I would like to have a USB-drive with more than one live-system on it - say Debian and RedHat.
Now, I am well aware that it would be far easier to just have two sticks since they are dirt-cheap, but that would teach me nothing about the nature of live-systems or bootloaders, so ... no real use recommending that here. Also I appreciate there is a tool MultiBootUSB, but I would at least like to have a conceptual understanding of what it is most likely to do, and again: how the entire "booting from USB actually works.

But I'm not really sure how to go about it.
The Debian-docs on how to set up the installer on USB-drives seem to suggest that to make the USB-drive "bootable" it needs a bootloader, a kernel-image and some initial RAM-image - which all seems to be magically included when just copying the usual .iso-files as is suggested for convenience.
So I assumed it should be possible to have a bootloader on the device that might distinguish between a variety of live-systems. However, those live-systems to me are a somewhat mysterious black-box, since they just come as .iso-files.

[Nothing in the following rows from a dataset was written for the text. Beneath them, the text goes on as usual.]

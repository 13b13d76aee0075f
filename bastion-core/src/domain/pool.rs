//! The fixed backend pool and its weighted rotation.

use std::num::NonZeroU32;
use std::sync::Arc;

use crate::config::BackendConfig;
use crate::domain::backend::{Backend, BackendId, SharedBackend};
use crate::error::CoreError;
use crate::load_balancer::weighted::WeightedDistribution;

/// Backends created once at start-up, plus the rotation table built from their weights.
///
/// The backend list is immutable after construction. Liveness and request counters
/// live inside each [`Backend`] as atomics, and the rotation cursor lives inside the
/// [`WeightedDistribution`], so the pool can be shared behind an `Arc` without locks.
#[derive(Debug)]
pub struct BackendPool {
    backends: Vec<SharedBackend>,
    distribution: WeightedDistribution,
}

impl BackendPool {
    /// Build the pool from configuration, rejecting an empty list or zero weights.
    pub fn from_config(configs: &[BackendConfig]) -> Result<Self, CoreError> {
        if configs.is_empty() {
            return Err(CoreError::EmptyPool);
        }

        let backends = configs
            .iter()
            .enumerate()
            .map(|(index, cfg)| {
                let weight = NonZeroU32::new(cfg.weight).ok_or_else(|| CoreError::ZeroWeight {
                    index,
                    address: cfg.address(),
                })?;
                Ok(Arc::new(Backend::new(BackendId(index), cfg.host.clone(), cfg.port, weight)))
            })
            .collect::<Result<Vec<_>, CoreError>>()?;

        Ok(Self::new(backends))
    }

    /// Build the pool from already constructed backends.
    ///
    /// Backend ids are expected to match their position in `backends`.
    pub fn new(backends: Vec<SharedBackend>) -> Self {
        let distribution = WeightedDistribution::new(backends.iter().map(|b| b.weight()));
        Self {
            backends,
            distribution,
        }
    }

    /// All backends in configuration order.
    pub fn backends(&self) -> &[SharedBackend] {
        &self.backends
    }

    /// Look up a backend by id.
    pub fn get(&self, id: BackendId) -> Option<&SharedBackend> {
        self.backends.get(id.0)
    }

    /// Number of backends.
    pub fn len(&self) -> usize {
        self.backends.len()
    }

    /// Whether the pool is empty. Never true for a pool built from configuration.
    pub fn is_empty(&self) -> bool {
        self.backends.is_empty()
    }

    /// Number of backends currently marked alive.
    pub fn alive_count(&self) -> usize {
        self.backends.iter().filter(|b| b.is_alive()).count()
    }

    /// The rotation table.
    pub fn distribution(&self) -> &WeightedDistribution {
        &self.distribution
    }

    /// Dispense the next alive backend from the weighted rotation.
    ///
    /// Scans at most one full cycle; returns `None` when no backend is alive.
    pub fn pick_by_rotation(&self) -> Option<SharedBackend> {
        self.distribution
            .next_matching(|idx| self.backends[idx].is_alive())
            .map(|idx| Arc::clone(&self.backends[idx]))
    }
}
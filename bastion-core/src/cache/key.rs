//! Normalized cache keys.

use std::fmt;

use crate::domain::request::RequestLine;

/// Identifies one cacheable request: method, path, query and protocol version.
#[derive(Debug, Clone, PartialEq, Eq, Hash)]
pub struct CacheKey {
    method: String,
    path: String,
    query: Option<String>,
    version: String,
}

impl CacheKey {
    /// Key for `line`, or `None` when the method is not safe to replay.
    ///
    /// Only `GET` and `HEAD` are cached. The method is upper-cased and an empty
    /// query (`/p?`) is treated the same as no query.
    pub fn for_request(line: &RequestLine) -> Option<Self> {
        if !line.is_idempotent_read() {
            return None;
        }
        Some(Self {
            method: line.method().to_ascii_uppercase(),
            path: line.path().to_string(),
            query: line.query().filter(|q| !q.is_empty()).map(str::to_string),
            version: line.version().to_string(),
        })
    }

    /// Path component of the key.
    pub fn path(&self) -> &str {
        &self.path
    }
}

impl fmt::Display for CacheKey {
    fn fmt(&self, f: &mut fmt::Formatter<'_>) -> fmt::Result {
        write!(f, "{} {}", self.method, self.path)?;
        if let Some(query) = &self.query {
            write!(f, "?{query}")?;
        }
        write!(f, " {}", self.version)
    }
}

#[cfg(test)]
mod tests {
    use super::*;

    fn key(raw: &str) -> Option<CacheKey> {
        CacheKey::for_request(&RequestLine::parse(raw.as_bytes()).unwrap())
    }

    #[test]
    fn only_reads_are_cacheable() {
        assert!(key("GET / HTTP/1.1").is_some());
        assert!(key("HEAD / HTTP/1.1").is_some());
        assert!(key("POST / HTTP/1.1").is_none());
        assert!(key("DELETE /x HTTP/1.1").is_none());
    }

    #[test]
    fn key_distinguishes_query_method_and_version() {
        assert_ne!(key("GET /a?x=1 HTTP/1.1"), key("GET /a?x=2 HTTP/1.1"));
        assert_ne!(key("GET /a HTTP/1.1"), key("HEAD /a HTTP/1.1"));
        assert_ne!(key("GET /a HTTP/1.1"), key("GET /a HTTP/1.0"));
    }

    #[test]
    fn key_normalizes_method_case_and_empty_query() {
        assert_eq!(key("get /a HTTP/1.1"), key("GET /a HTTP/1.1"));
        assert_eq!(key("GET /a? HTTP/1.1"), key("GET /a HTTP/1.1"));
        assert_eq!(key("GET /a?b=1 HTTP/1.1").unwrap().to_string(), "GET /a?b=1 HTTP/1.1");
    }
}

From setting up GRUB for being able to use my old Windows - which I never ever touched since -, I recall that it was rather necessary to have separate partitions for each OS.

So ...
is a bootloader on the USB-drive even necessary for what I'm trying to do?
Is there an obvious easy way that I didn't think of?
If yes and no: which bootloader would I use for this? Is this something GRUB could do, and if not, why not? Is it then even a good idea to go with the live-system .iso-files or would I set up the live-systems differently?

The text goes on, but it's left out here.